Il est d'usage de distinguer parmi les personnes en difficulté de lecture, ceux que l'on nomme "illettrés", et ceux que l'on nomme "analphabètes", deux termes, du reste sont bien mal choisis, le dernier surtout qui laisse supposer une fois de plus que la connaissance de l'alphabet serait la première étape de l'apprentissage de la lecture.
Disons que ces derniers n'ont jamais appris à lire, tandis que les premiers ont appris, mais n'ont pas su se servir de ce qu'ils ont appris ou l'ont oublié.
En fait, la véritable différence entre ces deux groupes, c'est plutôt une question de scolarisation : les uns sont allés à l'école, et les autres, non. Cela entraîne d'importantes conséquences pour beaucoup de choses , mais pour la lecture, assez peu.
En voulant manier le paradoxe, on pourrait presque dire que ceux qui ont été scolarisés sont plutôt plus mal lotis pour la lecture que ceux qui ne l'ont pas été: les premiers ont en effet acquis des mécanismes qui font obstacle à la compréhension des écrits, et qui sont largement responsables de leur incapacité à utiliser l'écrit dans leur vie.
Pour avoir beaucoup travaillé avec des personnes analphabètes et illettrées, j'ai maintes fois constaté que les premières se sont souvent construit des stratégies de construction de significations constituant une base intéressante pour les aider à aller plus loin, tandis que les autres se révèlent totalement coincées dans leur déchiffrage et incapables d'effectuer les opérations de mises en relation et de raisonnement par lesquelles on peut comprendre un écrit, c'est-à-dire, s'en servir.

C'est bien ce qui était déploré à l'époque, et observé aussi bien dans les enquêtes de 1967 (celle qui fut menée par le syndicat des libraires, ou celles menées auprès des appelés du contingent : en général, les personnes observées savaient déchiffrer, mais elles étaient incapables de rendre compte de ce qu'elles venaient de déchiffrer.)
Les conclusions de nos travaux nous ont amenés à formuler l'hypothèse, étayée par les travaux sur la psychologie des enfants et sur celle des apprentissages, que le déchiffrage, acquis trop tôt, et considéré comme l'essentiel du savoir-lire est la principale cause d'illettrisme.
Deux raisons, au moins, militent en faveur de cette hypothèse :
1- les données sur le fonctionnement de l'œil et et de la vision, permettent de dire que l'habitude de repérer les lettres une à une pour les assembler, est si contraire à ce fonctionnement qu'il ne peut qu'être néfaste à l'acte de lecture.
2- la nécessité de mettre en relation des éléments épars dans le texte pour en saisir le sens, et de raisonner à partir de ces mises en relation, est incompatible avec l'existence d'un mécanisme acquis.

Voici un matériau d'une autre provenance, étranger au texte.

//! Platform video provider (YouTube).
//!
//! Applicable when the filename carries an extractable video id and an API
//! key is configured. Raw `videos.list` responses are cached in SQLite per
//! video id; thumbnails are cached on disk. An id with no corresponding
//! live video is a normal miss, letting the chain continue.

pub mod client;
pub mod dto;

pub use client::{VideoApi, YoutubeClient};

use async_trait::async_trait;
use regex::Regex;

use crate::cache::CacheTable;
use crate::config::YoutubeConfig;
use crate::cover::{self, CoverCache, CoverImage};
use crate::model::MediaItem;

use super::{Provider, ProviderError, ProviderId, compile_patterns, extract_id};

/// Cache table: raw video responses keyed by video id.
pub const VIDEO_CACHE: (&str, &[&str]) = ("youtube_videos", &["video_id"]);

pub struct YoutubeProvider<C: VideoApi> {
    client: C,
    patterns: Vec<Regex>,
    album_format: String,
    configured: bool,
    cache: CacheTable,
    covers: CoverCache,
}

impl<C: VideoApi> YoutubeProvider<C> {
    pub fn new(config: &YoutubeConfig, client: C, cache: CacheTable, covers: CoverCache) -> Self {
        Self {
            client,
            patterns: compile_patterns(&config.filename_regex),
            album_format: config.album_format.clone(),
            configured: config.api_key.is_some(),
            cache,
            covers,
        }
    }

    pub fn video_id(&self, item: &MediaItem) -> Option<String> {
        extract_id(&self.patterns, item.file_name())
    }

    /// Cached-or-live lookup of the raw response. A corrupt cache row is
    /// logged and refetched rather than failing the item.
    async fn get_video(&self, video_id: &str) -> Result<dto::VideosResponse, ProviderError> {
        match self.cache.get_decoded::<dto::VideosResponse>(&[video_id]).await? {
            Some(Ok(cached)) => return Ok(cached),
            Some(Err(e)) => tracing::warn!("{}, refetching", e),
            None => {}
        }

        let response = self.client.get_video(video_id).await?;
        // Not-found responses are cached too: the id will not spring into
        // existence between runs
        self.cache.put_encoded(&[video_id], &response).await?;
        Ok(response)
    }

    /// The video description, for the resolver's comment augmentation.
    /// Reads through the same cache; misses and errors yield None.
    pub async fn fetch_comment(&self, item: &MediaItem) -> Option<String> {
        let video_id = self.video_id(item)?;
        let response = self.get_video(&video_id).await.ok()?;
        let video = response.items.first()?;
        Some(video.snippet.description.clone())
    }

    async fn resolve_cover(
        &self,
        video_id: &str,
        snippet: &dto::Snippet,
    ) -> Result<CoverImage, ProviderError> {
        if let Some(cached) = self.covers.get(video_id) {
            return Ok(cached);
        }
        let Some(thumb) = snippet.thumbnails.best() else {
            return Ok(cover::placeholder(cover::PLACEHOLDER_GREY));
        };
        let data = self.client.fetch_image(&thumb.url).await?;
        let image = CoverImage::from_bytes(data);
        self.covers.put(video_id, &image);
        Ok(image)
    }
}

#[async_trait]
impl<C: VideoApi> crate::resolver::CommentSource for YoutubeProvider<C> {
    async fn comment_for(&self, item: &MediaItem) -> Option<String> {
        self.fetch_comment(item).await
    }
}

#[async_trait]
impl<C: VideoApi> Provider for YoutubeProvider<C> {
    fn id(&self) -> ProviderId {
        ProviderId::Youtube
    }

    fn is_applicable(&self, item: &MediaItem) -> bool {
        self.configured && self.video_id(item).is_some()
    }

    async fn fetch(&self, item: &MediaItem) -> Result<Option<MediaItem>, ProviderError> {
        let Some(video_id) = self.video_id(item) else {
            return Ok(None);
        };

        let response = self.get_video(&video_id).await?;
        let Some(video) = response.items.first() else {
            tracing::debug!("No live video for id {}", video_id);
            return Ok(None);
        };
        let snippet = &video.snippet;

        let mut resolved = MediaItem::new(&item.source);
        resolved.metadata.set("title", snippet.title.clone());
        resolved.metadata.set("artist", snippet.channel_title.clone());
        resolved.metadata.set(
            "album",
            self.album_format.replace("{channel}", &snippet.channel_title),
        );
        match chrono::DateTime::parse_from_rfc3339(&snippet.published_at) {
            Ok(published) => {
                resolved
                    .metadata
                    .set("year", published.format("%Y").to_string());
                resolved
                    .metadata
                    .set("date", published.format("%Y-%m-%d").to_string());
            }
            Err(e) => tracing::warn!(
                "Unparseable publishedAt {:?} for {}: {}",
                snippet.published_at,
                video_id,
                e
            ),
        }
        if !snippet.description.is_empty() {
            resolved
                .metadata
                .set("comment", snippet.description.clone());
        }

        resolved.cover = Some(self.resolve_cover(&video_id, snippet).await?);
        resolved.set_provenance("song-scout/youtube");
        Ok(Some(resolved))
    }
}


#[cfg(test)]
mod tests {
    use super::mocks::MockVideoApi;
    use super::*;
    use crate::cache::CacheStore;
    use crate::config::YoutubeConfig;

    async fn provider(
        client: MockVideoApi,
        cache_enabled: bool,
    ) -> (YoutubeProvider<MockVideoApi>, tempfile::TempDir) {
        let store = CacheStore::in_memory(cache_enabled).await.unwrap();
        let cache = store.table(VIDEO_CACHE.0, VIDEO_CACHE.1).await.unwrap();
        let covers_dir = tempfile::tempdir().unwrap();
        let config = YoutubeConfig {
            api_key: Some("key".to_string()),
            ..YoutubeConfig::default()
        };
        let provider =
            YoutubeProvider::new(&config, client, cache, CoverCache::new(covers_dir.path()));
        (provider, covers_dir)
    }

    #[test]
    fn applicability_requires_id_pattern_and_key() {
        let config = YoutubeConfig {
            api_key: Some("key".to_string()),
            ..YoutubeConfig::default()
        };
        let keyless = YoutubeConfig::default();

        // Applicability is local-only; a client is still needed structurally
        let rt = tokio::runtime::Builder::new_current_thread()
            .enable_time()
            .build()
            .unwrap();
        rt.block_on(async {
            let store = CacheStore::in_memory(true).await.unwrap();
            let cache = store.table(VIDEO_CACHE.0, VIDEO_CACHE.1).await.unwrap();
            let covers = tempfile::tempdir().unwrap();

            let with_key = YoutubeProvider::new(
                &config,
                MockVideoApi::not_found(),
                cache.clone(),
                CoverCache::new(covers.path()),
            );
            assert!(with_key.is_applicable(&MediaItem::new("/m/My Song-dQw4w9WgXcQ.webm")));
            assert!(!with_key.is_applicable(&MediaItem::new("/m/My Song.mp3")));

            let without_key = YoutubeProvider::new(
                &keyless,
                MockVideoApi::not_found(),
                cache,
                CoverCache::new(covers.path()),
            );
            assert!(!without_key.is_applicable(&MediaItem::new("/m/My Song-dQw4w9WgXcQ.webm")));
        });
    }

    #[tokio::test]
    async fn maps_snippet_fields() {
        let (provider, _covers) =
            provider(MockVideoApi::with_video("dQw4w9WgXcQ", "Never", "Rick"), true).await;
        let item = MediaItem::new("/m/Never-dQw4w9WgXcQ.webm");

        let resolved = provider.fetch(&item).await.unwrap().unwrap();
        assert_eq!(resolved.metadata.get_text("title").as_deref(), Some("Never"));
        assert_eq!(resolved.metadata.get_text("artist").as_deref(), Some("Rick"));
        assert_eq!(
            resolved.metadata.get_text("album").as_deref(),
            Some("Rick (YouTube)")
        );
        assert_eq!(resolved.metadata.get_text("year").as_deref(), Some("2021"));
        assert_eq!(resolved.metadata.get_text("date").as_deref(), Some("2021-06-01"));
        assert_eq!(resolved.provenance(), Some("song-scout/youtube"));
        assert!(resolved.cover.is_some());
    }

    #[tokio::test]
    async fn not_found_is_a_miss_not_an_error() {
        let (provider, _covers) = provider(MockVideoApi::not_found(), true).await;
        let item = MediaItem::new("/m/Gone-aaaaaaaaaaa.webm");
        assert!(provider.fetch(&item).await.unwrap().is_none());
    }

    #[tokio::test]
    async fn second_fetch_hits_cache() {
        let (provider, _covers) =
            provider(MockVideoApi::with_video("dQw4w9WgXcQ", "Never", "Rick"), true).await;
        let item = MediaItem::new("/m/Never-dQw4w9WgXcQ.webm");

        provider.fetch(&item).await.unwrap();
        provider.fetch(&item).await.unwrap();
        assert_eq!(*provider.client.calls.lock().unwrap(), 1);
    }

    #[tokio::test]
    async fn disabled_cache_forces_live_fetch_each_time() {
        let (provider, _covers) =
            provider(MockVideoApi::with_video("dQw4w9WgXcQ", "Never", "Rick"), false).await;
        let item = MediaItem::new("/m/Never-dQw4w9WgXcQ.webm");

        provider.fetch(&item).await.unwrap();
        provider.fetch(&item).await.unwrap();
        assert_eq!(*provider.client.calls.lock().unwrap(), 2);
    }
}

Un mécanisme, en effet, comme nous l'ont appris les théoriciens de l'Education Physique, est tout le contraire d'un automatisme. Le premier est un comportement acquis sans le sujet (d'où l'importance d'activités de répétition qui endorment la vigilance de l'esprit ; d'où aussi la difficulté à s'en débarrasser !) ; le second au contraire, est un comportement acquis théorisé, qui a été ensuite intériorisé, non par des "répétitions", mais par des emplois en situations diverses.
C'est la diversité des situations d'entraînement qui conduit à la maîtrise. La répétition à l'identique conduit, elle, au conditionnement, qui est le contraire des apprentissages, lesquels ne méritent ce nom que s'il s'agit de constructions conscientes et théorisées.
Quand on n'effectue jamais une activité, il est légitime de penser qu'on ne la maîtrise pas.
L'enquête de 1967 a fait apparaître que 53% de Français adultes ne lisaient jamais. On peut légitimement fomuler l'hypothèse que leur maîtrise de la lecture était largement insuffisante. C'est cela, que nous appelons "être illettré".

Même si cette définition peut paraître contestable, elle est pédagogiquement féconde, car elle invite à remettre en question la manière d'apprendre. Or, dans les rares classes où cela fut fait, cette remise en question est apparue positive sur ce point, ainsi que que le décrivent nos rapports de recherche.
Mais, comme vous le savez, cela ne peut avoir valeur de preuve.
C'est au nom du principe de précaution, que nous invitons nos collègues à être plus prudents sur les convictions de ceux qui disent le contraire...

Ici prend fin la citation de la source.